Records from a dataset
---*---
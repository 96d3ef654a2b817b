/// HTTP API Layer
///
/// REST endpoints for the workflow catalog and runtime inspection. Handlers
/// stay thin: persistence plus a command broadcast where a change must reach
/// the fleet.

// Workflow CRUD and inspection endpoints
pub mod workflows;

// Re-export router builder and state
pub use workflows::{create_workflow_routes, AppState};
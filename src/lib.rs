/// flowmill: incremental dataflow workflow engine for sensor streams
///
/// This library provides a typed DAG evaluator fed by a topic bus: sensor
/// readings merge into input nodes, one compute pass re-evaluates the graph,
/// and change-detected outputs are published back as derived sensor readings
/// and webhook notifications. Workflows are versioned in PostgreSQL and
/// assigned to exactly one worker of the fleet at a time.

// Core configuration and setup
pub mod config;

// Error kinds of the flow graph core
pub mod error;

// Flow graph core - operators, build, ingest, compute
pub mod flow;

// Workflow catalog - versioned persistence
pub mod workflow;

// Topic bus layer on NATS
pub mod bus;

// Runtime execution - per-workflow event loops and the fleet supervisor
pub mod runtime;

// HTTP API layer - catalog CRUD and runtime inspection
pub mod api;

// Server setup and initialization
pub mod server;

// Re-export commonly used types for external consumers
pub use error::{BuildError, ComputeError, EvalError, FlowError, IngestError};
pub use flow::{FlowGraph, FlowNode, Value};
pub use runtime::Supervisor;
pub use server::start_server;
pub use workflow::{WorkflowRecord, WorkflowStore};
---*---
:: Action item ::
Of the entries listed above, reproduce only the lines starting at the line containing "pub mod workflows;" and ending at the line containing "readings merge into". Include both, exactly as they stand.

:: Response to this exercise ::
pub mod workflows;

// Re-export router builder and state
pub use workflows::{create_workflow_routes, AppState};
filename src/lib.rs
/// flowmill: incremental dataflow workflow engine for sensor streams
///
/// This library provides a typed DAG evaluator fed by a topic bus: sensor
/// readings merge into input nodes, one compute pass re-evaluates the graph,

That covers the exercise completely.